Korean National Police University
- Motto: 조국, 정의, 명예 祖國,正義,名譽
- Motto in English: Patriotism, Justice, and Honor
- Type: National
- Established: 1979
- President: Lee Eun Jeong
- Students: 480
- Location: Asan, Chungcheongnam-do, South Korea 36°44′57″N 126°57′24″E﻿ / ﻿36.749029°N 126.956592°E
- Mascot: Magpie, Zelkova tree
- Website: www.police.ac.kr

Korean name
- Hangul: 경찰대학
- Hanja: 警察大學
- RR: Gyeongchal daehak
- MR: Kyŏngch'al taehak

= Korean National Police University =

Police academy in South Korea

Korean National Police University (KNPU; ) is a national university in Asan, South Korea, founded in 1979. It is a member of Interpol.

==History==
- December 28, 1979: official announcement of the Korean National Police University establishment law.
- October 28, 1981: groundbreaking ceremony for the Korean National Police University building. October 28 is celebrated as the anniversary of the founding.
- January 22, 1983: moved to its present campus in Yongin-City, Gyeonggi-Province.
- January 21, 1984: established Training Institute of Executive Officers for Criminal Investigation.
- August 2, 1984: completion of campus construction.
- April 9, 1985: first commencement ceremony.
- October 27, 1986: established Training Institute of Executive Officers for Anti-Communism.
- October 20, 1988: established Research Institute of Public Security Affairs.
- March 1, 1989: admission of five female students in its ninth year.
- February, 12, 2020: joined Interpol.

==Campus==

===Symbols===
The logo of the academy was created on November 23, 2005, which was the 60th anniversary of the police foundation. The eagle is the Korean eagle "cham suri", symbolic of the police stretching its wings over the "mugunghwa" (nation and its citizens) while flying up towards the sky.
- A laurel tree, which represents the campus, was inserted to indicate a sanctuary of education, with the date of its foundation "1979".
- The symbolic gate was built on September 29, 2005, to celebrate the 25th anniversary of its founding, it was created in the traditional style of architecture.
- The main gate was completed on September 2, 1983. The pillars symbolize the care of the people. The octagonal shape of the pillars represent responsibility to protect all directions of our nation, the beam between the pillars represent the democratic police forces as the nation's main beam, the keyhole is the school opening the door of truth, and the two wings represent strong patriotism and honor to guard the nation against insecurity and fear.
- Symbol tower: The tower was designed by professor Kookkyung Cho at Seoul National University, School of Art, and unveiled on April 8, 1985. The rising shape represents the Police University's symbol of the eagle, meaning patriotism, justice, and honor. The body in the center represents the patriotism, the two wings of justice and honor, and the formation changes with distance. The tower measures 1,984 cm to represent the year it was completed, and the central separation line aligns with the summit of the Buphwa Mountain in the background.
- The Justice Tower was created to commemorate the first graduates in 1985.
- The police memorial tower was built on August 14, 2001, to honor 12 fallen police officers. The tower was designed by architect Han Chan-Jo. It is symbolically three meters in width, three meters in length, and four meters in height, and includes the names of the fallen police officers.
- The statue of the late Gyu-Sik Choi, Inspector General, was founded on January 21, 1983, on the hill near the student's Living Hall.
- School bird: magpie
- School tree: Zelkova

==Academics==

===Freshman orientation (Cheongram Training)===
Before enrolling in the school, the National Police University provides freshmen with a two-week orientation program to help them understand the organization of the university and the police. Freshmen are given insights on the police and the police university by participating in introductory programs such as the university curriculum, campus life, and lectures titled 'History of the Police and the Police University' and 'Future-oriented Ways as a Police Officer.'

Badges are attached to the uniforms of the freshmen students, which means the end of the orientation week.

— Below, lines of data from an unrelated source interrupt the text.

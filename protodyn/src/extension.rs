//! Runtime lookup of extension fields during parsing.

use std::collections::{BTreeMap, HashMap};

use once_cell::sync::Lazy;

use crate::{DescriptorError, DescriptorPool, FieldDescriptor};

/// A table of extension fields, keyed by the extended message's full name
/// and the field number.
///
/// A registry is an input to parsing: extension numbers that do not resolve
/// land in the message's unknown field set. The
/// [`empty`](ExtensionRegistry::empty) registry resolves nothing.
#[derive(Debug, Default)]
pub struct ExtensionRegistry {
    extensions: HashMap<Box<str>, BTreeMap<u32, FieldDescriptor>>,
}

impl ExtensionRegistry {
    /// Creates an empty registry.
    pub fn new() -> Self {
        ExtensionRegistry::default()
    }

    /// Gets a shared registry that resolves nothing.
    pub fn empty() -> &'static ExtensionRegistry {
        static EMPTY: Lazy<ExtensionRegistry> = Lazy::new(ExtensionRegistry::new);
        &EMPTY
    }

    /// Registers an extension field.
    ///
    /// Fails when the descriptor is not an extension, or when an extension
    /// of the same message with the same number is already registered.
    pub fn register(&mut self, extension: FieldDescriptor) -> Result<(), DescriptorError> {
        if !extension.is_extension() {
            return Err(DescriptorError::not_an_extension(extension.full_name()));
        }
        let extendee = extension.containing_message();
        let by_number = self
            .extensions
            .entry(extendee.full_name().into())
            .or_default();
        if by_number.contains_key(&extension.number()) {
            return Err(DescriptorError::duplicate_extension(
                extendee.full_name(),
                extension.number(),
            ));
        }
        by_number.insert(extension.number(), extension);
        Ok(())
    }

    /// Registers every extension declared in a [`DescriptorPool`].
    pub fn register_pool(&mut self, pool: &DescriptorPool) -> Result<(), DescriptorError> {
        for extension in pool.extensions() {
            self.register(extension)?;
        }
        Ok(())
    }

    /// Looks up the extension of `containing_type` with the given number.
    pub fn find(&self, containing_type: &str, number: u32) -> Option<&FieldDescriptor> {
        self.extensions
            .get(containing_type)
            .and_then(|by_number| by_number.get(&number))
    }
}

Cheongram Training has been drastically changed as part of the reform of KNPU. It was composed to eliminate the remnants of the military culture and develop one's skills as a democratic citizen. The period was also reduced from two weeks to one week. These changes represent the recent direction of KNPU reform.

===Curriculum - Regular Semesters===

====Major subjects====
Four majors of police law, criminal investigation, police administration, and 30 credits need to be taken for each course. Major courses may be taken from the junior years, and deals with police law, police administration, and police science related to practice.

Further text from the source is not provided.